White collar union De Unie has just said it will stop organising strikes in support of its demands. Economist Mathijs Bouman thinks unions shouldn’t be rigid but to give up the right to strike is going just that little bit too far.
Reinier Castelein is a civilised person. Dressed in banker’s pinstripes, an in-house tie and sporting the sleek hairstyle of the financial commentator, he is the antithesis of a rabid union leader. There is no megaphone in Castelein’s office, no union caps adorn his coat rack. His union De Unie is a civilised union for civilised people.
Ranting on the Malieveld or raving on Dam square is not the sort of thing Unie members go in for. Constructive meetings with employers and an outcome that benefits all parties is much more their style.
And that is how it came about that Castelein, with effortless nonchalance, put out the hard-fought right to strike with the other rubbish. Strikes don’t resolve anything, says Castelein. ‘If arguments can’t do it, doing the conga on the Malieveld is certainly not going convince anybody,’ he stated earlier this week.

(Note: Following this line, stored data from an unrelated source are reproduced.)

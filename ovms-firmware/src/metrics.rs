//! Process-wide registry of typed, unit-tagged telemetry values.
//!
//! Every producer (vehicle decoders, the modem, the Wi-Fi controller)
//! publishes through here; exporters and the shell read from here. Scalar
//! metrics store their value in a single atomic so the hot path takes no
//! lock; strings and vectors take a per-metric mutex.
//!
//! Setting a metric always refreshes its last-modified timestamp; the
//! modification counter only advances when the value actually changed.

use indexmap::IndexMap;
use log::debug;
use std::sync::atomic::{AtomicBool, AtomicU32, AtomicU64, Ordering};
use std::sync::{Arc, Mutex};

use crate::monotonic_secs;

/// Staleness presets, in seconds.
pub const STALE_MIN: u32 = 10;
pub const STALE_MID: u32 = 120;
pub const STALE_HIGH: u32 = 3600;

/// Measurement unit attached to a metric.
#[derive(Debug, Clone, Copy, PartialEq, Eq, Default)]
pub enum Unit {
    #[default]
    Other,
    Percentage,
    Volts,
    Amps,
    Kilowatts,
    KilowattHours,
    Kilometers,
    Kph,
    Celsius,
    Dbm,
    Seconds,
    Minutes,
    Degrees,
    Meters,
    Kpa,
}

impl Unit {
    /// Short label for listings; empty for dimensionless metrics.
    #[must_use]
    pub fn label(self) -> &'static str {
        match self {
            Unit::Other => "",
            Unit::Percentage => "%",
            Unit::Volts => "V",
            Unit::Amps => "A",
            Unit::Kilowatts => "kW",
            Unit::KilowattHours => "kWh",
            Unit::Kilometers => "km",
            Unit::Kph => "km/h",
            Unit::Celsius => "\u{b0}C",
            Unit::Dbm => "dBm",
            Unit::Seconds => "s",
            Unit::Minutes => "min",
            Unit::Degrees => "\u{b0}",
            Unit::Meters => "m",
            Unit::Kpa => "kPa",
        }
    }
}

/// Value shape of a metric, fixed at registration.
#[derive(Debug, Clone, Copy, PartialEq, Eq)]
pub enum MetricKind {
    Bool,
    Int,
    Float,
    String,
    Vector,
}

/// One registered metric.
pub struct Metric {
    name: String,
    kind: MetricKind,
    unit: Unit,
    autostale: u32,
    scalar: AtomicU64,
    text: Mutex<String>,
    vector: Mutex<Vec<f32>>,
    defined: AtomicBool,
    last_modified: AtomicU64,
    modified: AtomicU32,
}

impl Metric {
    fn new(name: &str, kind: MetricKind, autostale: u32, unit: Unit) -> Self {
        Self {
            name: name.to_string(),
            kind,
            unit,
            autostale,
            scalar: AtomicU64::new(0),
            text: Mutex::new(String::new()),
            vector: Mutex::new(Vec::new()),
            defined: AtomicBool::new(false),
            last_modified: AtomicU64::new(0),
            modified: AtomicU32::new(0),
        }
    }

    #[must_use]
    pub fn name(&self) -> &str {
        &self.name
    }

    #[must_use]
    pub fn kind(&self) -> MetricKind {
        self.kind
    }

    #[must_use]
    pub fn unit(&self) -> Unit {
        self.unit
    }

    /// True once a value has ever been set.
    #[must_use]
    pub fn is_defined(&self) -> bool {
        self.defined.load(Ordering::Relaxed)
    }

    /// True when an autostale timeout is configured and exceeded.
    #[must_use]
    pub fn is_stale(&self) -> bool {
        if self.autostale == 0 || !self.is_defined() {
            return false;
        }
        monotonic_secs().saturating_sub(self.last_modified.load(Ordering::Relaxed))
            > u64::from(self.autostale)
    }

    #[must_use]
    pub fn last_modified_secs(&self) -> u64 {
        self.last_modified.load(Ordering::Relaxed)
    }

    /// Number of value changes since registration.
    #[must_use]
    pub fn modified_count(&self) -> u32 {
        self.modified.load(Ordering::Relaxed)
    }

    fn touch(&self, changed: bool) -> bool {
        self.last_modified.store(monotonic_secs(), Ordering::Relaxed);
        let first = !self.defined.swap(true, Ordering::Relaxed);
        if changed || first {
            self.modified.fetch_add(1, Ordering::Relaxed);
            true
        } else {
            false
        }
    }

    /// Set a float value; returns whether the value changed.
    pub fn set_float(&self, value: f32) -> bool {
        let old = self.scalar.swap(u64::from(value.to_bits()), Ordering::Relaxed);
        self.touch(old != u64::from(value.to_bits()))
    }

    #[must_use]
    pub fn as_float(&self) -> f32 {
        f32::from_bits(self.scalar.load(Ordering::Relaxed) as u32)
    }

    pub fn set_int(&self, value: i64) -> bool {
        let new = value as u64;
        let old = self.scalar.swap(new, Ordering::Relaxed);
        self.touch(old != new)
    }

    #[must_use]
    pub fn as_int(&self) -> i64 {
        self.scalar.load(Ordering::Relaxed) as i64
    }

    pub fn set_bool(&self, value: bool) -> bool {
        let new = u64::from(value);
        let old = self.scalar.swap(new, Ordering::Relaxed);
        self.touch(old != new)
    }

    #[must_use]
    pub fn as_bool(&self) -> bool {
        self.scalar.load(Ordering::Relaxed) != 0
    }

    pub fn set_string(&self, value: &str) -> bool {
        let mut text = self.text.lock().unwrap();
        let changed = *text != value;
        if changed {
            value.clone_into(&mut text);
        }
        drop(text);
        self.touch(changed)
    }

    #[must_use]
    pub fn as_string(&self) -> String {
        self.text.lock().unwrap().clone()
    }

    pub fn set_vector(&self, value: &[f32]) -> bool {
        let mut vector = self.vector.lock().unwrap();
        let changed = vector.as_slice() != value;
        if changed {
            vector.clear();
            vector.extend_from_slice(value);
        }
        drop(vector);
        self.touch(changed)
    }

    #[must_use]
    pub fn as_vector(&self) -> Vec<f32> {
        self.vector.lock().unwrap().clone()
    }

    /// Render the current value for listings.
    #[must_use]
    pub fn format_value(&self) -> String {
        if !self.is_defined() {
            return String::new();
        }
        match self.kind {
            MetricKind::Bool => {
                if self.as_bool() { "yes" } else { "no" }.to_string()
            }
            MetricKind::Int => self.as_int().to_string(),
            MetricKind::Float => format!("{:.4}", self.as_float()),
            MetricKind::String => self.as_string(),
            MetricKind::Vector => self
                .as_vector()
                .iter()
                .map(ToString::to_string)
                .collect::<Vec<_>>()
                .join(","),
        }
    }
}

/// The registry. Registration order is preserved for listings.
#[derive(Default)]
pub struct Metrics {
    registry: Mutex<IndexMap<String, Arc<Metric>>>,
}

impl Metrics {
    #[must_use]
    pub fn new() -> Arc<Self> {
        Arc::new(Self::default())
    }

    /// Find an existing metric or register a new one. An existing metric
    /// keeps its original kind/unit; decoders share handles this way.
    pub fn init(&self, name: &str, kind: MetricKind, autostale: u32, unit: Unit) -> Arc<Metric> {
        let mut registry = self.registry.lock().unwrap();
        if let Some(metric) = registry.get(name) {
            return metric.clone();
        }
        debug!("Registering metric {name}");
        let metric = Arc::new(Metric::new(name, kind, autostale, unit));
        registry.insert(name.to_string(), metric.clone());
        metric
    }

    pub fn init_float(&self, name: &str, autostale: u32, unit: Unit) -> Arc<Metric> {
        self.init(name, MetricKind::Float, autostale, unit)
    }

    pub fn init_int(&self, name: &str, autostale: u32, unit: Unit) -> Arc<Metric> {
        self.init(name, MetricKind::Int, autostale, unit)
    }

    pub fn init_bool(&self, name: &str, autostale: u32) -> Arc<Metric> {
        self.init(name, MetricKind::Bool, autostale, Unit::Other)
    }

    pub fn init_string(&self, name: &str, autostale: u32) -> Arc<Metric> {
        self.init(name, MetricKind::String, autostale, Unit::Other)
    }

    pub fn init_vector(&self, name: &str, autostale: u32, unit: Unit) -> Arc<Metric> {
        self.init(name, MetricKind::Vector, autostale, unit)
    }

    #[must_use]
    pub fn find(&self, name: &str) -> Option<Arc<Metric>> {
        self.registry.lock().unwrap().get(name).cloned()
    }

    /// Formatted listing of all metrics whose name starts with `prefix`.
    #[must_use]
    pub fn list(&self, prefix: &str) -> Vec<String> {
        let registry = self.registry.lock().unwrap();
        registry
            .values()
            .filter(|m| m.name().starts_with(prefix))
            .map(|m| {
                let stale = if m.is_stale() { " [stale]" } else { "" };
                format!(
                    "{:<30} {}{}{}",
                    m.name(),
                    m.format_value(),
                    if m.unit().label().is_empty() { "" } else { m.unit().label() },
                    stale
                )
            })
            .collect()
    }
}

/// Standard metric names shared between producers and consumers.
pub mod standard {
    pub const V_BAT_SOC: &str = "v.b.soc";
    pub const V_BAT_VOLTAGE: &str = "v.b.voltage";
    pub const V_BAT_CURRENT: &str = "v.b.current";
    pub const V_BAT_POWER: &str = "v.b.power";
    pub const V_BAT_TEMP: &str = "v.b.temp";
    pub const V_BAT_RANGE_EST: &str = "v.b.range.est";
    pub const V_POS_SPEED: &str = "v.p.speed";
    pub const V_POS_ODOMETER: &str = "v.p.odometer";
    pub const V_POS_LATITUDE: &str = "v.p.latitude";
    pub const V_POS_LONGITUDE: &str = "v.p.longitude";
    pub const V_POS_ALTITUDE: &str = "v.p.altitude";
    pub const V_POS_DIRECTION: &str = "v.p.direction";
    pub const V_POS_GPSLOCK: &str = "v.p.gpslock";
    pub const V_POS_GPSSPEED: &str = "v.p.gpsspeed";
    pub const V_POS_SATCOUNT: &str = "v.p.satcount";
    pub const V_POS_GPSHDOP: &str = "v.p.gpshdop";
    pub const V_POS_GPSTIME: &str = "v.p.gpstime";
    pub const V_ENV_ON: &str = "v.e.on";
    pub const V_ENV_AWAKE: &str = "v.e.awake";
    pub const V_ENV_TEMP: &str = "v.e.temp";
    pub const V_CHARGE_CHARGING: &str = "v.c.charging";
    pub const V_CHARGE_PILOT: &str = "v.c.pilot";
    pub const NET_PROVIDER: &str = "m.net.provider";
    pub const NET_SQ: &str = "m.net.sq";
    pub const NET_MDM_NETWORK: &str = "m.net.mdm.network";
    pub const NET_MDM_SQ: &str = "m.net.mdm.sq";
    pub const NET_MDM_MODEL: &str = "m.net.mdm.model";
    pub const NET_MDM_NETREG: &str = "m.net.mdm.netreg";
    pub const NET_MDM_GPSTIME: &str = "m.net.mdm.gpstime";
    pub const NET_WIFI_NETWORK: &str = "m.net.wifi.network";
    pub const NET_WIFI_SQ: &str = "m.net.wifi.sq";
}

/// Register the standard metric set consumed by the core subsystems.
pub fn register_standard(metrics: &Metrics) {
    use standard::*;
    use MetricKind::{Bool, Float, Int, String as Str};

    let table: &[(&str, MetricKind, u32, Unit)] = &[
        (V_BAT_SOC, Float, STALE_HIGH, Unit::Percentage),
        (V_BAT_VOLTAGE, Float, STALE_MID, Unit::Volts),
        (V_BAT_CURRENT, Float, STALE_MID, Unit::Amps),
        (V_BAT_POWER, Float, STALE_MID, Unit::Kilowatts),
        (V_BAT_TEMP, Float, STALE_MID, Unit::Celsius),
        (V_BAT_RANGE_EST, Float, STALE_HIGH, Unit::Kilometers),
        (V_POS_SPEED, Float, STALE_MIN, Unit::Kph),
        (V_POS_ODOMETER, Float, STALE_HIGH, Unit::Kilometers),
        (V_POS_LATITUDE, Float, STALE_MIN, Unit::Degrees),
        (V_POS_LONGITUDE, Float, STALE_MIN, Unit::Degrees),
        (V_POS_ALTITUDE, Float, STALE_MIN, Unit::Meters),
        (V_POS_DIRECTION, Float, STALE_MIN, Unit::Degrees),
        (V_POS_GPSLOCK, Bool, 0, Unit::Other),
        (V_POS_GPSSPEED, Float, STALE_MIN, Unit::Kph),
        (V_POS_SATCOUNT, Int, STALE_MIN, Unit::Other),
        (V_POS_GPSHDOP, Float, STALE_MIN, Unit::Other),
        (V_POS_GPSTIME, Str, 0, Unit::Other),
        (V_ENV_ON, Bool, 0, Unit::Other),
        (V_ENV_AWAKE, Bool, 0, Unit::Other),
        (V_ENV_TEMP, Float, STALE_MID, Unit::Celsius),
        (V_CHARGE_CHARGING, Bool, 0, Unit::Other),
        (V_CHARGE_PILOT, Bool, 0, Unit::Other),
        (NET_PROVIDER, Str, 0, Unit::Other),
        (NET_SQ, Float, STALE_MID, Unit::Dbm),
        (NET_MDM_NETWORK, Str, 0, Unit::Other),
        (NET_MDM_SQ, Float, STALE_MID, Unit::Dbm),
        (NET_MDM_MODEL, Str, 0, Unit::Other),
        (NET_MDM_NETREG, Str, 0, Unit::Other),
        (NET_MDM_GPSTIME, Str, 0, Unit::Other),
        (NET_WIFI_NETWORK, Str, 0, Unit::Other),
        (NET_WIFI_SQ, Float, STALE_MID, Unit::Dbm),
    ];
    for &(name, kind, autostale, unit) in table {
        metrics.init(name, kind, autostale, unit);
    }
}
//! Poller + decoder integration against a scripted set of ECUs.
//!
//! The CAN bus is an in-memory channel pair; a responder thread plays the
//! ECUs behind the gateway: single-frame UDS replies, one multi-frame
//! record (first frame, flow control, consecutive frames), negative
//! responses for everything unknown.

use ovms_firmware::can::{CanBus, CanError, CanFrame};
use ovms_firmware::events::EventBus;
use ovms_firmware::metrics::{register_standard, standard, Metrics};
use ovms_firmware::poller::{Poller, PollerHandle, PollerOptions, PollerState};
use ovms_firmware::vehicle;
use ovms_isotp_lib::{encode_single, segment, Addressing};
use std::sync::atomic::{AtomicBool, AtomicU8, Ordering};
use std::sync::mpsc::{self, Receiver, RecvTimeoutError, Sender};
use std::sync::{Arc, Mutex};
use std::time::{Duration, Instant};

/// Tester address placed in extended-addressing responses.
const TESTER: u8 = 0xF1;

struct MockCan {
    to_poller: Mutex<Receiver<CanFrame>>,
    from_poller: Mutex<Sender<CanFrame>>,
}

impl CanBus for MockCan {
    fn transmit(&self, frame: &CanFrame) -> Result<(), CanError> {
        self.from_poller
            .lock()
            .unwrap()
            .send(frame.clone())
            .map_err(|_| CanError::Disconnected)
    }

    fn receive(&self, timeout: Duration) -> Result<CanFrame, CanError> {
        match self.to_poller.lock().unwrap().recv_timeout(timeout) {
            Ok(frame) => Ok(frame),
            Err(RecvTimeoutError::Timeout) => Err(CanError::Timeout),
            Err(RecvTimeoutError::Disconnected) => Err(CanError::Disconnected),
        }
    }
}

/// ECU behavior switches, shared with the responder thread.
struct EcuScript {
    /// Respond at all (cleared to simulate a sleeping vehicle).
    responding: AtomicBool,
    /// Charge status lamp value to report.
    charge_led: AtomicU8,
    /// Break the consecutive-frame sequence of multi-frame replies.
    drop_consecutive: AtomicBool,
    /// A flow control frame was received for the multi-frame reply.
    flow_control_seen: AtomicBool,
}

impl EcuScript {
    fn new() -> Arc<Self> {
        Arc::new(Self {
            responding: AtomicBool::new(true),
            charge_led: AtomicU8::new(6),
            drop_consecutive: AtomicBool::new(false),
            flow_control_seen: AtomicBool::new(false),
        })
    }
}

/// Play the ECUs: parse each request, produce the scripted reply.
fn responder(
    script: &Arc<EcuScript>,
    from_poller: &Receiver<CanFrame>,
    to_poller: &Sender<CanFrame>,
) {
    while let Ok(request) = from_poller.recv() {
        if !script.responding.load(Ordering::Relaxed) {
            continue;
        }
        let data = &request.data;
        // extended addressing single frame: [ecu, pci, 0x22, pid hi, pid lo]
        if data.len() < 5 || data[1] != 0x03 || data[2] != 0x22 {
            continue;
        }
        let ecu = data[0];
        let rx_id = 0x600 + u32::from(ecu);
        let pid = u16::from_be_bytes([data[3], data[4]]);

        let reply = |payload: &[u8]| {
            encode_single(Addressing::Extended { address: TESTER }, payload).unwrap()
        };
        let send = |data: ovms_isotp_lib::CanData| {
            let _ = to_poller.send(CanFrame {
                bus: 1,
                id: rx_id,
                extended: false,
                data,
            });
        };

        match pid {
            0xDD68 => send(reply(&[0x62, 0xDD, 0x68, 0x8C, 0xA0])), // 360.00 V
            0xDDBC => send(reply(&[0x62, 0xDD, 0xBC, 0x03, 0x20])), // 80.0 %
            0xDB99 => send(reply(&[0x62, 0xDB, 0x99, 0x00])),       // steering alive
            0xDEF3 => {
                let led = script.charge_led.load(Ordering::Relaxed);
                send(reply(&[0x62, 0xDE, 0xF3, led]));
            }
            0xDDC0 => {
                // 16 temperature bytes: min, max, avg, cells...
                let mut payload = vec![0x62, 0xDD, 0xC0, 10, 30, 20];
                payload.extend_from_slice(&[15; 13]);
                let frames =
                    segment(Addressing::Extended { address: TESTER }, &payload).unwrap();
                send(frames[0].clone());

                // wait for the flow control frame before continuing
                match from_poller.recv_timeout(Duration::from_secs(2)) {
                    Ok(fc) if fc.data.len() >= 2 && fc.data[1] >> 4 == 3 => {
                        script.flow_control_seen.store(true, Ordering::Relaxed);
                    }
                    _ => continue,
                }
                for (index, frame) in frames[1..].iter().enumerate() {
                    if script.drop_consecutive.load(Ordering::Relaxed) && index == 1 {
                        continue;
                    }
                    send(frame.clone());
                }
            }
            _ => send(reply(&[0x7F, 0x22, 0x31])), // requestOutOfRange
        }
    }
}

struct Harness {
    metrics: Arc<Metrics>,
    script: Arc<EcuScript>,
    background_tx: Sender<CanFrame>,
    handle: PollerHandle,
}

fn start_harness() -> Harness {
    let metrics = Metrics::new();
    register_standard(&metrics);
    let events = EventBus::new();

    let (to_poller_tx, to_poller_rx) = mpsc::channel();
    let (from_poller_tx, from_poller_rx) = mpsc::channel();
    let bus = Arc::new(MockCan {
        to_poller: Mutex::new(to_poller_rx),
        from_poller: Mutex::new(from_poller_tx),
    });

    let script = EcuScript::new();
    {
        let script = script.clone();
        let to_poller_tx = to_poller_tx.clone();
        std::thread::spawn(move || responder(&script, &from_poller_rx, &to_poller_tx));
    }

    let decoder = vehicle::create("EDRV", &metrics, events.clone()).unwrap();
    let options = PollerOptions {
        tick_interval: Duration::from_millis(25),
        io_timeout: Duration::from_millis(5),
        response_timeout: Duration::from_millis(200),
        isotp_timeout: Duration::from_millis(60),
        throttling: 50,
        separation_time: Duration::from_millis(1),
    };
    let handle = Poller::new(bus, decoder, events, options).start();

    Harness {
        metrics,
        script,
        background_tx: to_poller_tx,
        handle,
    }
}

fn wait_until<F: Fn() -> bool>(what: &str, cond: F) {
    let deadline = Instant::now() + Duration::from_secs(10);
    while !cond() {
        assert!(Instant::now() < deadline, "timed out waiting for {what}");
        std::thread::sleep(Duration::from_millis(10));
    }
}

fn background_frame() -> CanFrame {
    CanFrame::new(1, 0x2A0, false, &[0x01, 0x02])
}

#[test]
fn full_poll_cycle() {
    let harness = start_harness();

    // nothing happens while the bus is quiet
    assert_eq!(harness.handle.state(), PollerState::Shutdown);

    // any traffic wakes the poller
    harness.background_tx.send(background_frame()).unwrap();
    wait_until("ALIVE", || harness.handle.state() == PollerState::Alive);

    // single-frame records decode into metrics
    let metrics = &harness.metrics;
    wait_until("battery voltage", || {
        metrics.find(standard::V_BAT_VOLTAGE).unwrap().as_float() == 360.0
    });
    wait_until("SoC", || {
        metrics.find(standard::V_BAT_SOC).unwrap().as_float() == 80.0
    });

    // the multi-frame temperature record went through flow control
    wait_until("battery temperature", || {
        metrics.find(standard::V_BAT_TEMP).unwrap().as_float() == 20.0
    });
    assert!(harness.script.flow_control_seen.load(Ordering::Relaxed));

    // power steering replies drive the READY heuristic
    wait_until("READY", || harness.handle.state() == PollerState::Ready);

    // charge lamp switches the poller into CHARGING
    harness.script.charge_led.store(3, Ordering::Relaxed);
    wait_until("CHARGING", || {
        harness.handle.state() == PollerState::Charging
    });
    assert_eq!(
        metrics.find("xed.v.charge.ledstate").unwrap().as_int(),
        3
    );
    assert!(metrics
        .find(standard::V_CHARGE_CHARGING)
        .unwrap()
        .as_bool());

    let status = harness.handle.status();
    assert!(status.contains("EDRV"), "status: {status}");
    harness.handle.shutdown();
}

#[test]
fn silence_shuts_the_poller_down() {
    let harness = start_harness();
    harness.background_tx.send(background_frame()).unwrap();
    wait_until("ALIVE", || harness.handle.state() == PollerState::Alive);

    // vehicle goes quiet: no responses, no background traffic
    harness.script.responding.store(false, Ordering::Relaxed);
    wait_until("SHUTDOWN", || {
        harness.handle.state() == PollerState::Shutdown
    });

    // any frame brings it back
    harness.background_tx.send(background_frame()).unwrap();
    wait_until("ALIVE again", || {
        harness.handle.state() == PollerState::Alive
    });
    harness.handle.shutdown();
}

#[test]
fn broken_consecutive_sequence_delivers_nothing() {
    let harness = start_harness();
    harness.script.drop_consecutive.store(true, Ordering::Relaxed);
    harness.background_tx.send(background_frame()).unwrap();
    wait_until("ALIVE", || harness.handle.state() == PollerState::Alive);

    // the single-frame records still arrive
    let metrics = &harness.metrics;
    wait_until("battery voltage", || {
        metrics.find(standard::V_BAT_VOLTAGE).unwrap().as_float() == 360.0
    });

    // the broken multi-frame record must never partially deliver
    std::thread::sleep(Duration::from_millis(600));
    assert!(!metrics.find(standard::V_BAT_TEMP).unwrap().is_defined());
    harness.handle.shutdown();
}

I like De Unie. Unlike other unions, it doesn’t rigidly hold on to acquired rights and antiquated labour market situations. But volunteering to give up the right to strike is just a little too pacifist for my liking. The knives should be out and stay out, especially now!
The Netherlands is dying for a jump in wages, or at least a small skip to boost spending and increase inflation. That’s what the economy needs. And it’s the middle incomes, the people De Unie represents, who need it most.
The average collective labour agreement wage went up by around 6% over the last five years. Inflation came in at 10% so in real terms wages went down. A logical chain of events considering the crisis but now that the economy is rallying it’s time to even up.
Not every company or sector qualifies for a wage top up. But companies showing healthy profits and a comfortable capital position should definitely interest De Unie negotiators. Not KLM but Bol.com. The building industry no, financial services certainly. Leave Assen be, go to Eindhoven instead.
In order to back up such a sector or company-specific demand, the union undoubtedly needs the ultimate threat of strike action. But it should focus on this and nothing else. Too many times unions have let themselves be side-lined by defending minor interests and previously acquired rights.
Trading off a possible wage rise for vague promises of more jobs, more leave, changes to the unemployment benefits act, money for sector training funds or some pension pimp up is out. What you want is dosh, money in the bank for workers, that’s what it’s all about. Forget the battle against modernisation, stop fighting the self-employed and strike for a better wage! Castelein, get yourself to the Malieveld!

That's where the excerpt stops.